#210016  05/22/13 05:08 AM
Re: Electrical demand from multiple breakers.
[Re: Woodiyaki]

Broom Pusher and
Member
Registered: 10/19/00
Posts: 2724
Loc: Anaheim, CA. USA

Woodiyaki;
Hope I am not too late, but nevertheless, here is my 2˘...
*** First off, some Engineering Jargon regarding the Calculations... ***
To perform the Calculations for this Process Equipment, it would be best to record the Peak Load Amperes of each Circuit, or the Peak KVA of each Circuit.
Reading Peak KW Consumption without knowing the Power Factor at that Peak Period will not allow for your calculated Load values to be converted in to KVA  and eventually in to Peak Load Amperes.
For example:
480V 3 Phase Machine records a Peak True Power Draw of 25,000W (25 KW);
a. If the Peak Power Factor is 70% (0.7 PF), the Apparent Power Drawn from the Supply will be 35,725 VA (35.73 KVA), and the resulting Peak Load Amperes will be 42.99A. (25000 x 1÷0.7 = 35725 va; 35725 ÷ 480 x 1.732 = 42.99A)
b. If the Peak Power Factor is 90% (0.9 PF), the Apparent Power Drawn from the Supply will be 27,750 VA (27.75 KVA), and the resulting Peak Load Amperes will be 33.39A.
c. If the Peak Power Factor is 100% (1.0 PF, or Unity PF), the Apparent Power Drawn from the Supply will be 25,000 VA (25.00 KVA), and the resulting Peak Load Amperes will be 30.08A.

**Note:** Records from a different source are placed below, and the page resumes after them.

//! Runtime configuration.
//!
//! Settings come from an optional YAML file; anything the file leaves out
//! takes the default below, and CLI flags override both.
//!
//! ```yaml
//! base_url: https://potadvisor.com
//! output_dir: output/normalized
//! zip_database: /data/zips.csv
//! max_retries: 5
//! ```

use crate::zip_state::sources::DEFAULT_BUNDLED_DATABASE;
use crate::zip_state::states::DEFAULT_BASE_URL;
use serde::{Deserialize, Serialize};
use std::error::Error;
use std::path::{Path, PathBuf};
use std::time::Duration;
use tracing::{info, instrument};

#[derive(Debug, Clone, PartialEq, Deserialize, Serialize)]
#[serde(default)]
pub struct AppConfig {
    /// Root of the dispensary directory site.
    pub base_url: String,
    pub output_dir: PathBuf,
    /// Caller-supplied ZIP database, tried before the bundled one.
    pub zip_database: Option<PathBuf>,
    pub bundled_database: PathBuf,
    pub user_agent: String,
    pub request_timeout_secs: u64,
    /// Retries after the first attempt of each page fetch.
    pub max_retries: usize,
    pub retry_base_delay_ms: u64,
    /// Detail pages fetched at once within one state.
    pub detail_concurrency: usize,
}

impl Default for AppConfig {
    fn default() -> Self {
        Self {
            base_url: DEFAULT_BASE_URL.to_string(),
            output_dir: PathBuf::from("output/normalized"),
            zip_database: None,
            bundled_database: PathBuf::from(DEFAULT_BUNDLED_DATABASE),
            user_agent: format!("{}/{}", env!("CARGO_PKG_NAME"), env!("CARGO_PKG_VERSION")),
            request_timeout_secs: 30,
            max_retries: 3,
            retry_base_delay_ms: 500,
            detail_concurrency: 4,
        }
    }
}

impl AppConfig {
    pub fn request_timeout(&self) -> Duration {
        Duration::from_secs(self.request_timeout_secs)
    }

    pub fn retry_base_delay(&self) -> Duration {
        Duration::from_millis(self.retry_base_delay_ms)
    }
}

/// Parse a YAML config document.
pub fn parse_config(yaml: &str) -> Result<AppConfig, Box<dyn Error>> {
    if yaml.trim().is_empty() {
        return Ok(AppConfig::default());
    }
    Ok(serde_yaml::from_str(yaml)?)
}

/// Load config from `path`, or defaults when no path is given.
#[instrument(level = "info")]
pub fn load_config(path: Option<&Path>) -> Result<AppConfig, Box<dyn Error>> {
    let Some(path) = path else {
        return Ok(AppConfig::default());
    };
    let yaml = std::fs::read_to_string(path)?;
    let config = parse_config(&yaml)?;
    info!(path = %path.display(), "Loaded configuration");
    Ok(config)
}

#[cfg(test)]
mod tests {
    use super::*;

    #[test]
    fn test_defaults() {
        let c = AppConfig::default();
        assert_eq!(c.base_url, "https://potadvisor.com");
        assert_eq!(c.output_dir, PathBuf::from("output/normalized"));
        assert_eq!(c.bundled_database, PathBuf::from("data/zip_code_database.csv"));
        assert_eq!(c.request_timeout(), Duration::from_secs(30));
    }

    #[test]
    fn test_partial_yaml_keeps_defaults() {
        let c = parse_config("output_dir: /tmp/out\nmax_retries: 7\n").unwrap();
        assert_eq!(c.output_dir, PathBuf::from("/tmp/out"));
        assert_eq!(c.max_retries, 7);
        assert_eq!(c.detail_concurrency, 4);
        assert_eq!(c.zip_database, None);
    }

    #[test]
    fn test_empty_yaml_is_default() {
        assert_eq!(parse_config("").unwrap(), AppConfig::default());
    }

    #[test]
    fn test_bad_yaml_is_error() {
        assert!(parse_config("max_retries: [not, a, number]").is_err());
    }

    #[test]
    fn test_load_config_without_path() {
        assert_eq!(load_config(None).unwrap(), AppConfig::default());
    }

    #[test]
    fn test_load_config_missing_file() {
        let p = std::env::temp_dir().join("dispensary_intake_no_such_config.yaml");
        assert!(load_config(Some(&p)).is_err());
    }
}
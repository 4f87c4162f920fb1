//! Command-line interface definitions.
//!
//! Global options can also come from the environment; per-command options
//! override the YAML config file.

use clap::{Args, Parser, Subcommand};
use std::path::PathBuf;

/// Command-line arguments.
///
/// # Examples
///
/// ```sh
/// # See how ZIPs group by state, no network
/// dispensary_intake classify --zips "99501, 98101, 97201"
///
/// # Crawl the directory for those ZIPs
/// dispensary_intake collect --zip-file zips.txt -o output/normalized
///
/// # Scrape vendor sites directly
/// dispensary_intake vendors https://example-dispensary.com
/// ```
#[derive(Parser, Debug)]
#[command(author, version, about)]
pub struct Cli {
    /// Optional path to a YAML config file
    #[arg(short, long, global = true, env = "DISPENSARY_CONFIG")]
    pub config: Option<PathBuf>,

    /// Output directory for JSON files
    #[arg(short, long, global = true, env = "DISPENSARY_OUTPUT_DIR")]
    pub output_dir: Option<PathBuf>,

    /// ZIP code database CSV (falls back to the bundled database)
    #[arg(long, global = true, env = "ZIP_DATABASE")]
    pub zip_database: Option<PathBuf>,

    #[command(subcommand)]
    pub command: Command,
}

#[derive(Subcommand, Debug)]
pub enum Command {
    /// Group ZIP codes by state and print the directory URLs
    Classify(ZipArgs),
    /// Group ZIP codes by state, crawl each state, and write JSON
    Collect {
        #[command(flatten)]
        zips: ZipArgs,

        /// Root of the dispensary directory site
        #[arg(long)]
        base_url: Option<String>,
    },
    /// Scrape vendor websites and write vendor_data.json
    Vendors {
        /// Vendor page URLs
        #[arg(required = true)]
        urls: Vec<String>,
    },
}

/// Where ZIP codes come from. With neither flag, stdin is read.
#[derive(Args, Debug, Clone)]
pub struct ZipArgs {
    /// ZIP codes separated by commas, spaces, or new lines
    #[arg(short, long, conflicts_with = "zip_file")]
    pub zips: Option<String>,

    /// File containing ZIP codes
    #[arg(long)]
    pub zip_file: Option<PathBuf>,
}
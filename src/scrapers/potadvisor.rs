//! PotAdvisor state directory crawler.
//!
//! For each state the crawler:
//!
//! 1. fetches the state listing page and extracts one record per listing
//! 2. pulls a ZIP code out of each address and keeps only listings whose ZIP
//!    is in the requested set (all listings when the set is empty)
//! 3. follows each kept listing's detail link and merges the detail fields in
//! 4. writes the records to `{output_dir}/{state_name}_dispensaries.json`
//!
//! A failed listing page yields no records for that state; a failed detail
//! page keeps the listing as-is. States never affect each other.

use crate::fetch::PageFetcher;
use crate::models::Dispensary;
use crate::outputs::json;
use crate::scrapers::schema::{ExtractionSchema, FieldDef};
use crate::utils::{display_state_name, truncate_for_log};
use crate::zip_state::StateGroups;
use crate::zip_state::states::StateUrlMap;
use futures::stream::{self, StreamExt};
use itertools::Itertools;
use once_cell::sync::Lazy;
use regex::Regex;
use std::collections::{BTreeMap, HashSet};
use std::error::Error;
use std::path::{Path, PathBuf};
use tracing::{debug, error, info, instrument, warn};
use url::Url;

static ZIP_IN_ADDRESS: Lazy<Regex> =
    Lazy::new(|| Regex::new(r"\b([0-9]{5}(?:-[0-9]{4})?)\b").expect("ZIP regex should be valid"));

const LISTING_FIELDS: &[FieldDef] = &[
    FieldDef::text("name", "h2, h3, .title, .heading, [class*='title'], [class*='name']"),
    FieldDef::text("address", "span[class*='address'], div[class*='address']").labeled("Address:"),
    FieldDef::attr(
        "url",
        "a[href*='directory'], a.button, a[class*='btn'], a[class*='link'], a:not([class])",
        "href",
    ),
];
//! Page scrapers.
//!
//! | Module | Source | Output |
//! |--------|--------|--------|
//! | [`potadvisor`] | State directory listing + detail pages | `Vec<Dispensary>` per state |
//! | [`vendor`] | A vendor's own website | `VendorData` |
//!
//! Both fetch through [`crate::fetch::PageFetcher`] so tests can serve
//! pages from memory, and both log and skip pages that fail rather than
//! aborting the batch. [`schema`] holds the declarative selector schemas
//! the directory crawler runs.

pub mod potadvisor;
pub mod schema;
pub mod vendor;
//! Vendor website scraper.
//!
//! Pulls a fixed set of targets out of a vendor's own page and normalizes
//! them into [`VendorData`]. Each target yields a list of raw text entries;
//! normalization then turns `"Monday: 9-5"` into an hours map entry,
//! `"Blue Dream 3.5g: $35"` into a menu item, and so on.

use crate::fetch::PageFetcher;
use crate::models::VendorData;
use crate::scrapers::schema::{FieldKind, element_text};
use futures::stream::{self, StreamExt};
use once_cell::sync::Lazy;
use regex::Regex;
use scraper::{ElementRef, Html, Selector};
use serde_json::{Map, Value, json};
use std::collections::BTreeMap;
use std::error::Error;
use tracing::{debug, error, info, instrument, warn};

/// Target name, selector, what to read.
const VENDOR_TARGETS: &[(&str, &str, FieldKind)] = &[
    ("name", "h1[class*='business-name']", FieldKind::Text),
    ("address", "div[class*='address']", FieldKind::Text),
    ("phone", "div[class*='phone']", FieldKind::Text),
    ("website", "a[class*='website']", FieldKind::Attribute("href")),
    ("hours", "div[class*='hours']", FieldKind::Text),
    ("menu", "div[class*='menu-items']", FieldKind::Text),
    ("deals", "div[class*='deals']", FieldKind::Text),
];

static ENTRY: Lazy<Selector> =
    Lazy::new(|| Selector::parse("li, p").expect("entry selector should be valid"));
static PRICE: Lazy<Regex> =
    Lazy::new(|| Regex::new(r"\$\s*([0-9]+(?:\.[0-9]+)?)").expect("price regex should be valid"));
static DISCOUNT: Lazy<Regex> = Lazy::new(|| {
    Regex::new(r"[0-9]+(?:\.[0-9]+)?\s*%|\$\s*[0-9]+(?:\.[0-9]+)?\s+off")
        .expect("discount regex should be valid")
});

/// Raw target → entries, before normalization.
pub type RawVendorData = BTreeMap<String, Vec<String>>;

/// Scrapes vendor pages through a [`PageFetcher`].
#[derive(Debug)]
pub struct VendorScraper<F> {
    fetcher: F,
    targets: Vec<(&'static str, Selector, FieldKind)>,
}

impl<F> VendorScraper<F>
where
    F: PageFetcher,
{
    pub fn new(fetcher: F) -> Result<Self, Box<dyn Error>> {
        let targets = VENDOR_TARGETS
            .iter()
            .map(|&(name, sel, kind)| -> Result<_, Box<dyn Error>> {
                Ok((name, Selector::parse(sel)?, kind))
            })
            .collect::<Result<Vec<_>, _>>()?;
        Ok(Self { fetcher, targets })
    }

    /// Every target's entries on a page. Targets with no match are absent.
    pub fn extract_raw(&self, html: &str) -> RawVendorData {
        let document = Html::parse_document(html);
        let mut raw = RawVendorData::new();
        for (name, selector, kind) in &self.targets {
            let values: Vec<String> = document
                .select(selector)
                .flat_map(|el| entries(el, *kind))
                .collect();
            if !values.is_empty() {
                raw.insert(name.to_string(), values);
            }
        }
        raw
    }

    /// Fetch and normalize one vendor page.
    #[instrument(level = "info", skip(self))]
    pub async fn collect_vendor_data(&self, url: &str) -> Result<VendorData, Box<dyn Error>> {
        let html = self.fetcher.fetch(url).await?;
        let raw = self.extract_raw(&html);
        debug!(targets = raw.len(), "Extracted vendor targets");
        let mut data = normalize_vendor_data(&raw);
        if data.website.is_none() {
            data.website = Some(url.to_string());
        }
        Ok(data)
    }

    /// Fetch several vendor pages in order. Failures are logged and skipped.
    #[instrument(level = "info", skip_all, fields(count = urls.len()))]
    pub async fn collect_batch_vendor_data(&self, urls: &[String]) -> Vec<VendorData> {
        let vendors: Vec<VendorData> = stream::iter(urls)
            .then(|url| async move {
                match self.collect_vendor_data(url).await {
                    Ok(data) => Some(data),
                    Err(e) => {
                        error!(%url, error = %e, "Vendor fetch failed");
                        None
                    }
                }
            })
            .filter_map(|opt| std::future::ready(opt))
            .collect()
            .await;

        info!(count = vendors.len(), "Collected vendor data");
        vendors
    }
}

/// Text entries of a matched element: one per `li`/`p` inside it, or its
/// own text when it has none.
fn entries(el: ElementRef<'_>, kind: FieldKind) -> Vec<String> {
    match kind {
        FieldKind::Attribute(attr) => el
            .value()
            .attr(attr)
            .map(str::trim)
            .filter(|v| !v.is_empty())
            .map(|v| vec![v.to_string()])
            .unwrap_or_default(),
        FieldKind::Text => {
            let items: Vec<String> = el
                .select(&ENTRY)
                .map(element_text)
                .filter(|t| !t.is_empty())
                .collect();
            if !items.is_empty() {
                return items;
            }
            let text = element_text(el);
            if text.is_empty() { Vec::new() } else { vec![text] }
        }
    }
}

fn first(raw: &RawVendorData, key: &str) -> Option<String> {
    raw.get(key)?.iter().find(|v| !v.trim().is_empty()).cloned()
}

/// Normalize raw target entries into a [`VendorData`].
pub fn normalize_vendor_data(raw: &RawVendorData) -> VendorData {
    let list = |key: &str| raw.get(key).map(Vec::as_slice).unwrap_or_default();

    let data = VendorData {
        name: first(raw, "name").unwrap_or_default(),
        address: first(raw, "address").unwrap_or_default(),
        phone: first(raw, "phone").unwrap_or_default(),
        website: first(raw, "website"),
        hours: parse_hours(list("hours")),
        menu_items: list("menu").iter().map(|e| parse_menu_item(e)).collect(),
        deals: list("deals").iter().map(|e| parse_deal(e)).collect(),
    };
    if data.name.is_empty() {
        warn!("Vendor page has no business name");
    }
    data
}

/// `"Monday: 9-5"` → `Monday` → `9-5`. Entries without a label are kept
/// under `"notes"`.
pub fn parse_hours(entries: &[String]) -> BTreeMap<String, String> {
    let mut hours = BTreeMap::new();
    for entry in entries {
        match entry.split_once(':') {
            Some((day, text)) if !day.trim().is_empty() && !text.trim().is_empty() => {
                hours.insert(day.trim().to_string(), text.trim().to_string());
            }
            _ => {
                hours
                    .entry("notes".to_string())
                    .and_modify(|notes: &mut String| {
                        notes.push_str("; ");
                        notes.push_str(entry.trim());
                    })
                    .or_insert_with(|| entry.trim().to_string());
            }
        }
    }
    hours
}

/// `"Blue Dream 3.5g: $35"` → `{"name": "Blue Dream 3.5g", "price": 35.0}`.
pub fn parse_menu_item(entry: &str) -> Map<String, Value> {
    let mut item = Map::new();
    match PRICE.captures(entry) {
        Some(caps) => {
            let whole = caps.get(0).map_or(0..0, |m| m.range());
            let name = entry[..whole.start].trim().trim_end_matches([':', '-', '|']).trim();
            let name = if name.is_empty() { entry.trim() } else { name };
            item.insert("name".into(), json!(name));
            match caps[1].parse::<f64>() {
                Ok(price) => item.insert("price".into(), json!(price)),
                Err(_) => item.insert("price".into(), Value::Null),
            };
        }
        None => {
            item.insert("name".into(), json!(entry.trim()));
        }
    }
    item
}

/// `"10% off edibles"` → `{"description": "10% off edibles", "discount": "10%"}`.
pub fn parse_deal(entry: &str) -> Map<String, Value> {
    let mut deal = Map::new();
    deal.insert("description".into(), json!(entry.trim()));
    if let Some(m) = DISCOUNT.find(entry) {
        deal.insert("discount".into(), json!(m.as_str().trim()));
    }
    deal
}

#[cfg(test)]
mod tests {
    use super::*;
    use crate::fetch::tests::StaticFetcher;

    const VENDOR_HTML: &str = r#"
        <html><body>
          <h1 class="business-name">Test Dispensary</h1>
          <div class="address">123 Test St, Denver, CO 80202</div>
          <div class="phone">555-555-5555</div>
          <div class="hours"><ul><li>Monday: 9-5</li><li>Tuesday: 10:00-18:00</li></ul></div>
          <div class="menu-items"><p>Blue Dream 3.5g: $35</p><p>Gummies - $12.50</p><p>Ask us</p></div>
          <div class="deals"><p>10% off edibles</p></div>
        </body></html>"#;

    fn raw(pairs: &[(&str, &str)]) -> RawVendorData {
        let mut raw = RawVendorData::new();
        for (k, v) in pairs {
            raw.entry(k.to_string()).or_default().push(v.to_string());
        }
        raw
    }

    #[test]
    fn test_normalize_vendor_data() {
        let raw = raw(&[
            ("name", "Test Dispensary"),
            ("address", "123 Test St"),
            ("phone", "555-555-5555"),
            ("website", "https://test.com"),
            ("hours", "Monday: 9-5"),
            ("menu", "Product 1: $10"),
            ("deals", "10% off"),
        ]);
        let data = normalize_vendor_data(&raw);
        assert_eq!(data.name, "Test Dispensary");
        assert_eq!(data.phone, "555-555-5555");
        assert_eq!(data.website.as_deref(), Some("https://test.com"));
        assert_eq!(data.hours.get("Monday").map(String::as_str), Some("9-5"));
        assert_eq!(data.menu_items.len(), 1);
        assert_eq!(data.menu_items[0]["name"], "Product 1");
        assert_eq!(data.menu_items[0]["price"], 10.0);
        assert_eq!(data.deals.len(), 1);
        assert_eq!(data.deals[0]["discount"], "10%");
    }

    #[test]
    fn test_normalize_empty_raw() {
        let data = normalize_vendor_data(&RawVendorData::new());
        assert_eq!(data, VendorData::default());
    }

    #[test]
    fn test_parse_hours_keeps_unlabeled_notes() {
        let hours = parse_hours(&["Monday: 9:00-17:00".into(), "Closed holidays".into(), "Open late".into()]);
        assert_eq!(hours["Monday"], "9:00-17:00");
        assert_eq!(hours["notes"], "Closed holidays; Open late");
    }

    #[test]
    fn test_parse_menu_item_without_price() {
        let item = parse_menu_item("Ask us");
        assert_eq!(item["name"], "Ask us");
        assert!(item.get("price").is_none());
    }

    #[test]
    fn test_parse_deal_dollar_off() {
        let deal = parse_deal("Get $5 off your first order");
        assert_eq!(deal["discount"], "$5 off");
    }

    #[test]
    fn test_extract_raw_from_page() {
        let scraper = VendorScraper::new(StaticFetcher::new()).unwrap();
        let raw = scraper.extract_raw(VENDOR_HTML);
        assert_eq!(raw["name"], vec!["Test Dispensary".to_string()]);
        assert_eq!(raw["hours"].len(), 2);
        assert_eq!(raw["menu"].len(), 3);
        assert!(!raw.contains_key("website"));
    }

    #[tokio::test]
    async fn test_collect_vendor_data_defaults_website_to_page() {
        let url = "https://testdispensary.example/";
        let scraper = VendorScraper::new(StaticFetcher::new().with_page(url, VENDOR_HTML)).unwrap();
        let data = scraper.collect_vendor_data(url).await.unwrap();
        assert_eq!(data.website.as_deref(), Some(url));
        assert_eq!(data.hours["Tuesday"], "10:00-18:00");
        assert_eq!(data.menu_items[1]["name"], "Gummies");
        assert_eq!(data.menu_items[1]["price"], 12.5);
    }

    #[tokio::test]
    async fn test_collect_batch_skips_failures() {
        let ok = "https://ok.example/";
        let scraper = VendorScraper::new(StaticFetcher::new().with_page(ok, VENDOR_HTML)).unwrap();
        let urls = vec![ok.to_string(), "https://missing.example/".to_string()];
        let vendors = scraper.collect_batch_vendor_data(&urls).await;
        assert_eq!(vendors.len(), 1);
        assert_eq!(vendors[0].name, "Test Dispensary");
    }
}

...........................................................
Unity Power Factor would be found with 100% Pure Resistance type Loads. All other Load types will rank below Unity P.F.; Where the connected Load's Reactive Power is highest in Inductive Reactance [XL], the Power Factor is "Lagging"; with higher Capacitive Reactance [XC], the Power Factor is "Leading".
In either case (XL or XC), the Power Factor will be less than Unity, so the Apparent Power Drawn from the Supply will be a combination of "TRUE POWER" (Kilo Watts), and "REACTIVE POWER" (Kilo Voltamps Reactive).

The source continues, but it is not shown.